Big stone circles found in Jordan, some dating back thousands of years, are baffling archaeologists as they try to figure out whether the structures are connected and what they could have been used for.
Archaeologists have now taken 11 aerial photographs of what they are calling the "Big Circle" structures in Jordan, most of which are roughly
1,312 feet in diameter, according to LiveScience.com.
Researcher David Kennedy told LiveScience that the similarities alone make him believe there is a connection between the circles, saying that the sizes are "too close to be a coincidence." An analysis of photographs and artifacts found in and around the circles suggests that they date back at least 2,000 years, but they may be a lot older.
British commander Lionel Rees found the first three circles in Jordan in the 1920s while flying over the area in some of the earliest archaeological
aerial photographs, The Washington Post reported.
"All three are almost exact circles, are different from anything else in the country," Rees recorded in the archaeological journal Antiquity at the time, The Post noted.
Kennedy told LiveScience.com, though, that the circles have pretty much remained a mystery.
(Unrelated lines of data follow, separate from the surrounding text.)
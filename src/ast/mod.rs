//! Abstract Syntax Tree (AST) definitions.
//!
//! Nodes are plain data grouped into closed enums per category:
//!
//! - `ast` - the stylesheet root, stylerules, selectors and body items
//! - `expressions` - literals, variable references and operations
//! - `statements` - declarations, variable assignments and if/else clauses

pub mod ast;
pub mod expressions;
pub mod statements;
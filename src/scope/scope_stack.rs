use std::collections::HashMap;

use crate::{
    errors::errors::{Error, ErrorImpl},
    Position,
};

/// One lexical region's bindings.
#[derive(Debug, Clone, PartialEq)]
pub struct Frame<V> {
    pub variable_lookup: HashMap<String, V>,
}

impl<V> Frame<V> {
    pub fn new() -> Self {
        Frame {
            variable_lookup: HashMap::new(),
        }
    }

    pub fn get_variable(&self, name: &str) -> Option<&V> {
        self.variable_lookup.get(name)
    }
}

impl<V> Default for Frame<V> {
    fn default() -> Self {
        Self::new()
    }
}

/// Nested lexical scopes, innermost frame last.
///
/// The checker stores types and the evaluator stores literals, each in its
/// own stack.
#[derive(Debug, Clone)]
pub struct ScopeStack<V> {
    frames: Vec<Frame<V>>,
}

impl<V> ScopeStack<V> {
    pub fn new() -> Self {
        ScopeStack { frames: vec![] }
    }

    pub fn push_scope(&mut self) {
        self.frames.push(Frame::new());
        tracing::trace!(depth = self.depth(), "pushed scope");
    }

    pub fn pop_scope(&mut self) -> Result<Frame<V>, Error> {
        let frame = self
            .frames
            .pop()
            .ok_or_else(|| Error::new(ErrorImpl::ScopeUnderflow, Position::null()))?;
        tracing::trace!(depth = self.depth(), "popped scope");
        Ok(frame)
    }

    /// Binds `name` in the innermost frame, replacing any binding it already
    /// holds there. Outer frames are never touched.
    pub fn define(&mut self, name: impl Into<String>, value: V) -> Result<(), Error> {
        let frame = self
            .frames
            .last_mut()
            .ok_or_else(|| Error::new(ErrorImpl::ScopeUnderflow, Position::null()))?;
        frame.variable_lookup.insert(name.into(), value);
        Ok(())
    }

    pub fn lookup(&self, name: &str) -> Option<&V> {
        self.frames
            .iter()
            .rev()
            .find_map(|frame| frame.get_variable(name))
    }

    pub fn is_defined(&self, name: &str) -> bool {
        self.lookup(name).is_some()
    }

    pub fn depth(&self) -> usize {
        self.frames.len()
    }
}

impl<V> Default for ScopeStack<V> {
    fn default() -> Self {
        Self::new()
    }
}
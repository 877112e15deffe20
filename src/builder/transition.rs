//! Builder for constructing transitions.

use crate::builder::error::BuildError;
use crate::core::{Condition, SharedCondition, StateId};
use crate::engine::{Transition, TransitionKind, TransitionOptions};
use std::sync::Arc;

/// Builder for constructing transitions with a fluent API.
///
/// # Example
///
/// ```rust
/// use transit::builder::{BuildError, TransitionBuilder};
///
/// let result = TransitionBuilder::check_out().build();
/// assert!(matches!(result, Err(BuildError::MissingHost)));
/// ```
pub struct TransitionBuilder {
    kind: TransitionKind,
    host: Option<StateId>,
    from: Option<StateId>,
    to: Option<StateId>,
    options: TransitionOptions,
    conditions: Vec<SharedCondition>,
}

impl TransitionBuilder {
    /// Create a builder for a transition of `kind`.
    pub fn new(kind: TransitionKind) -> Self {
        Self {
            kind,
            host: None,
            from: None,
            to: None,
            options: TransitionOptions::default(),
            conditions: Vec::new(),
        }
    }

    /// Station to station. Leave out `.from()` for an entry point.
    pub fn trip() -> Self {
        Self::new(TransitionKind::Trip)
    }

    /// Enter the facility set with `.to()` on the station set with `.at()`.
    ///
    /// A check-in has no origin; calling `.from()` fails the build.
    pub fn check_in() -> Self {
        Self::new(TransitionKind::FacilityCheckIn)
    }

    /// Leave the facility set with `.from()` on the station set with `.at()`.
    ///
    /// A check-out has no destination; calling `.to()` fails the build.
    pub fn check_out() -> Self {
        Self::new(TransitionKind::FacilityCheckOut)
    }

    /// Leave `.from()` and enter `.to()`, both facilities of `.at()`.
    pub fn swap() -> Self {
        Self::new(TransitionKind::FacilitySwap)
    }

    /// Set the host station of a facility transition.
    pub fn at(mut self, station: StateId) -> Self {
        self.host = Some(station);
        self
    }

    /// Set the origin state.
    pub fn from(mut self, state: StateId) -> Self {
        self.from = Some(state);
        self
    }

    /// Set the destination state.
    pub fn to(mut self, state: StateId) -> Self {
        self.to = Some(state);
        self
    }

    pub fn options(mut self, options: TransitionOptions) -> Self {
        self.options = options;
        self
    }

    /// Also wait for `condition`, tagged as a transition condition.
    pub fn condition(mut self, condition: SharedCondition) -> Self {
        self.conditions.push(condition);
        self
    }

    /// Same as [`Self::condition`] for a concrete condition type.
    pub fn with<C>(self, condition: C) -> Self
    where
        C: Condition + 'static,
    {
        self.condition(Arc::new(condition))
    }

    /// Build the transition.
    pub fn build(self) -> Result<Transition, BuildError> {
        let needs_origin = matches!(
            self.kind,
            TransitionKind::FacilityCheckOut | TransitionKind::FacilitySwap
        );
        let takes_origin = self.kind != TransitionKind::FacilityCheckIn;
        let needs_destination = !matches!(self.kind, TransitionKind::FacilityCheckOut);
        let kind = self.kind;

        if !kind.is_facility_transition() && self.host.is_some() {
            return Err(BuildError::UnexpectedHost { kind });
        }
        if !takes_origin && self.from.is_some() {
            return Err(BuildError::UnexpectedOrigin { kind });
        }
        if !needs_destination && self.to.is_some() {
            return Err(BuildError::UnexpectedDestination { kind });
        }
        if kind.is_facility_transition() && self.host.is_none() {
            return Err(BuildError::MissingHost);
        }
        if needs_origin && self.from.is_none() {
            return Err(BuildError::MissingOrigin);
        }
        if needs_destination && self.to.is_none() {
            return Err(BuildError::MissingDestination);
        }

        Ok(Transition {
            kind,
            host: self.host,
            origin: self.from,
            destination: self.to,
            options: self.options,
            conditions: self.conditions,
        })
    }
}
No one really knows why they were built, who built them, what they could have been used for, or why they were eventually abandoned.
"I can't even pretend to know what the answers are," he said.
While finding 11 complete and one partial circle in Jordan, Kennedy told The Post he found another circle in Syria and two more in southeastern Turkey, all similar in their structure.
"In the case of those circles that (are) near-precise circles, it would have required at least one person as 'architect,'" Kennedy told LiveScience.com, noting that an architect would have had tied a long rope to a post and walked in a circle, marking the ground as he or she moved around. "That would also explain the glitches (in the circles) where the land was uneven."